▶ [Input]
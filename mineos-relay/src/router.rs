use crate::{
    config::{RelayMode, RouterConfig},
    downstream::{
        DelegateRequest, DelegateStrategy, Disposal, Downstream, DownstreamFactory,
        RelayConnection, RelayRequest, Route, RouterListener,
    },
    endpoint::{Endpoint, RelayHint},
    error::Result,
    job::{Algorithm, Job, JobContext, JobResult, SubmitResult},
    negotiation::{build_params, login_url},
    rotation::RotationPolicy,
    timer::Timer,
};
use rand::Rng;
use serde_json::{Map, Value};
use tracing::{debug, error, info, warn};

/// Returned by `submit` when nothing can take the result
pub const SUBMIT_UNROUTED: i64 = -1;

/// Session state
#[derive(Debug, Clone, Copy, PartialEq, Eq)]
pub enum State {
    New,
    Idle,
    Active,
    Waiting,
}

/// Routes submissions and login negotiation to either a direct relay session
/// or a failover delegate, rotating the credential on every reconnect.
///
/// The router is single threaded: the host must deliver `tick`, `on_timer`
/// and every downstream callback one at a time.
pub struct Router {
    config: RouterConfig,
    factory: Box<dyn DownstreamFactory>,
    listener: Box<dyn RouterListener>,
    algorithms: Vec<Algorithm>,
    timer: Timer,
    strategy: Option<Box<dyn DelegateStrategy>>,
    relay: Option<Box<dyn RelayConnection>>,
    disposal: Disposal,
    endpoints: Vec<Endpoint>,
    rotation: RotationPolicy,
    relay_hint: Option<RelayHint>,
    tls: bool,
    now: u64,
    deadline: u64,
    state: State,
    context: JobContext,
}

impl Router {
    /// Create a router and its initial delegate strategy.
    ///
    /// Only an invalid configuration is an error; a delegate that cannot be
    /// built yet is retried by the next `connect()`.
    ///
    /// `algorithms` is the local preference order used for login negotiation.
    pub fn new(
        config: RouterConfig,
        algorithms: Vec<Algorithm>,
        mut factory: Box<dyn DownstreamFactory>,
        listener: Box<dyn RouterListener>,
    ) -> Result<Self> {
        config.validate()?;

        let rotation = RotationPolicy::new(
            &config.primary_credential,
            &config.secondary_credential,
            config.primary_share,
            config.cycle(),
        );

        let mut endpoints = Vec::with_capacity(2);
        if let Some(endpoint) = config.tls_endpoint(rotation.current()) {
            endpoints.push(endpoint);
        }
        endpoints.push(config.endpoint(rotation.current()));

        let strategy = match factory.create_delegate(DelegateRequest {
            endpoints: &endpoints,
            retries: config.retries,
            retry_pause: config.retry_pause(),
        }) {
            Ok(strategy) => Some(strategy),
            Err(e) => {
                error!("Failed to build delegate strategy, retrying on connect: {}", e);
                None
            }
        };

        let (primary_window, secondary_window) = rotation.windows();
        debug!(
            "Rotation windows: primary {:?}, secondary {:?}",
            primary_window, secondary_window
        );

        let mut router = Self {
            config,
            factory,
            listener,
            algorithms,
            timer: Timer::new(),
            strategy,
            relay: None,
            disposal: Disposal::new(),
            endpoints,
            rotation,
            relay_hint: None,
            tls: false,
            now: 0,
            deadline: 0,
            state: State::New,
            context: JobContext::default(),
        };

        router.set_state(State::Idle);
        Ok(router)
    }

    /// Start a reconnect cycle with the current credential, then rotate
    pub fn connect(&mut self) {
        self.disposal.drain();

        let slot = self.rotation.slot();
        let endpoint = self.config.endpoint(self.rotation.current());
        debug!("Reconnect cycle on {:?} credential via {}", slot, endpoint);
        self.endpoints = vec![endpoint];

        if let Some(relay) = self.relay.take() {
            self.disposal.defer(Downstream::Relay(relay));
        }

        let relay = if self.config.relay_mode == RelayMode::Never {
            None
        } else {
            self.factory.create_relay(RelayRequest {
                endpoint: &self.endpoints[0],
                hint: self.relay_hint.as_ref(),
                algorithm: self.context.algorithm.as_ref(),
            })
        };

        match relay {
            Some(mut relay) => {
                info!("Routing through relay to {}", self.endpoints[0]);
                self.tls = relay.is_tls();
                relay.connect();
                self.relay = Some(relay);
            }
            None => {
                self.tls = false;
                let built = self.factory.create_delegate(DelegateRequest {
                    endpoints: &self.endpoints,
                    retries: self.config.retries,
                    retry_pause: self.config.retry_pause(),
                });

                match built {
                    Ok(mut strategy) => {
                        info!("Routing through delegate to {}", self.endpoints[0]);
                        strategy.connect();
                        if let Some(previous) = self.strategy.replace(strategy) {
                            self.disposal.defer(Downstream::Delegate(previous));
                        }
                    }
                    Err(e) => {
                        error!("Failed to rebuild delegate strategy: {}", e);
                        if let Some(strategy) = self.strategy.as_mut() {
                            strategy.connect();
                        }
                    }
                }
            }
        }

        self.rotation.flip();
    }

    /// Stop the timer, then whatever downstream is running. Safe to repeat.
    pub fn stop(&mut self) {
        self.timer.stop();

        if let Some(relay) = self.relay.as_mut() {
            relay.stop();
        }
        if let Some(strategy) = self.strategy.as_mut() {
            strategy.stop();
        }
    }

    /// Periodic tick from the host, `now` in milliseconds
    pub fn tick(&mut self, now: u64) {
        self.now = now;
        self.disposal.drain();

        // The delegate keeps its own idle bookkeeping even while a relay is active.
        if let Some(strategy) = self.strategy.as_mut() {
            strategy.tick(now);
        }
        if let Some(relay) = self.relay.as_mut() {
            relay.tick(now);
        }

        if self.state == State::Waiting && now > self.deadline {
            info!("Pause over, back to idle");
            self.set_state(State::Idle);
        }
    }

    /// Record the job announced by `endpoint` for the next negotiation
    pub fn update(&mut self, endpoint: &Endpoint, job: &Job) {
        self.context.update(job);
        self.relay_hint = endpoint.relay().filter(|hint| hint.is_valid()).cloned();
    }

    /// Hand a result to exactly one downstream, relay first
    pub fn submit(&mut self, result: &JobResult) -> i64 {
        if let Some(relay) = self.relay.as_mut() {
            return relay.submit(result);
        }
        if let Some(strategy) = self.strategy.as_mut() {
            return strategy.submit(result);
        }

        warn!("No downstream for result of job {}", result.job_id);
        SUBMIT_UNROUTED
    }

    pub fn on_active(&mut self, endpoint: &Endpoint) {
        self.activate(endpoint);
    }

    pub fn on_login_success(&mut self, endpoint: &Endpoint) {
        self.activate(endpoint);
    }

    pub fn on_pause(&mut self) {}

    /// Relay session closed after `failures` consecutive failures
    pub fn on_close(&mut self, failures: u32) {
        if failures < self.config.close_threshold || self.config.relay_mode != RelayMode::Auto {
            return;
        }

        let Some(relay) = self.relay.take() else {
            return;
        };

        warn!("Relay closed after {} failures, falling back to delegate", failures);
        self.disposal.defer(Downstream::Relay(relay));

        if let Some(strategy) = self.strategy.as_mut() {
            strategy.connect();
        }
    }

    /// Login params for a direct relay session, including the forward url
    pub fn on_login(&self, params: &mut Map<String, Value>) {
        let mut login = build_params(&self.algorithms, &self.context);
        if let Some(endpoint) = self.endpoints.first() {
            login = login.with_url(login_url(endpoint, self.tls));
        }
        login.write_into(params);
    }

    /// Login params for a session opened by the delegate
    pub fn on_delegate_login(&self, params: &mut Map<String, Value>) {
        build_params(&self.algorithms, &self.context).write_into(params);
    }

    pub fn on_verify_algorithm(&mut self, endpoint: &Endpoint, algorithm: &Algorithm) -> bool {
        self.listener.on_verify_algorithm(endpoint, algorithm)
    }

    pub fn on_delegate_verify_algorithm(
        &mut self,
        endpoint: &Endpoint,
        algorithm: &Algorithm,
    ) -> bool {
        self.listener.on_verify_algorithm(endpoint, algorithm)
    }

    /// One-shot timer fired: pause an active session, otherwise reconnect.
    ///
    /// A pause releases the relay and re-arms the timer at the pause deadline,
    /// so the next firing starts a new cycle on the other credential.
    pub fn on_timer(&mut self, now: u64) {
        self.now = now;
        self.timer.stop();

        if self.is_active() {
            self.deadline = now;
            self.timer.start(now, 0);
            self.set_state(State::Waiting);

            if let Some(relay) = self.relay.take() {
                self.disposal.defer(Downstream::Relay(relay));
            }
            if let Some(strategy) = self.strategy.as_mut() {
                strategy.stop();
            }

            self.listener.on_pause();
        } else {
            self.connect();
        }
    }

    /// Pause for a delay drawn uniformly from `[min, max]` ms, then let the timer reconnect.
    ///
    /// Accepted in any state, not only Active; an activation callback during
    /// the wait moves straight back to Active.
    pub fn idle(&mut self, min: u64, max: u64) {
        let (low, high) = if min <= max { (min, max) } else { (max, min) };
        let delay = rand::thread_rng().gen_range(low..=high);

        self.deadline = self.now.saturating_add(delay);
        self.timer.start(self.now, delay);
        self.set_state(State::Waiting);

        debug!("Waiting {} ms until {}", delay, self.deadline);
        self.listener.on_pause();
    }

    pub fn set_job(&mut self, endpoint: &Endpoint, job: &Job) {
        if self.is_active() {
            self.listener.on_job(endpoint, job);
        }
    }

    pub fn set_result(&mut self, endpoint: &Endpoint, result: &SubmitResult, error: Option<&str>) {
        if self.is_active() {
            self.listener.on_result(endpoint, result, error);
        }
    }

    pub fn set_state(&mut self, state: State) {
        self.state = state;
    }

    pub fn state(&self) -> State {
        self.state
    }

    pub fn is_active(&self) -> bool {
        self.state == State::Active
    }

    pub fn route(&self) -> Route {
        if self.relay.is_some() {
            Route::Relay
        } else if self.strategy.is_some() {
            Route::Delegate
        } else {
            Route::Unavailable
        }
    }

    /// Deadline of the current pause
    pub fn deadline(&self) -> u64 {
        self.deadline
    }

    pub fn endpoints(&self) -> &[Endpoint] {
        &self.endpoints
    }

    pub fn job_context(&self) -> &JobContext {
        &self.context
    }

    pub fn rotation(&self) -> &RotationPolicy {
        &self.rotation
    }

    pub fn timer(&self) -> &Timer {
        &self.timer
    }

    pub fn pending_disposals(&self) -> usize {
        self.disposal.len()
    }

    fn activate(&mut self, endpoint: &Endpoint) {
        if self.is_active() {
            return;
        }

        info!("Session active on {}", endpoint);
        self.set_state(State::Active);
        self.listener.on_active(endpoint);
    }
}

impl Drop for Router {
    fn drop(&mut self) {
        self.timer.stop();

        if let Some(relay) = self.relay.take() {
            self.disposal.defer(Downstream::Relay(relay));
        }
        if let Some(strategy) = self.strategy.take() {
            self.disposal.defer(Downstream::Delegate(strategy));
        }
        self.disposal.drain();
    }
}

▶ [Work instruction] Using the material above, filter for lines holding "DownstreamFactory" and copy each one.

▶ [Completed exercise]
        DelegateRequest, DelegateStrategy, Disposal, Downstream, DownstreamFactory,
    factory: Box<dyn DownstreamFactory>,
        mut factory: Box<dyn DownstreamFactory>,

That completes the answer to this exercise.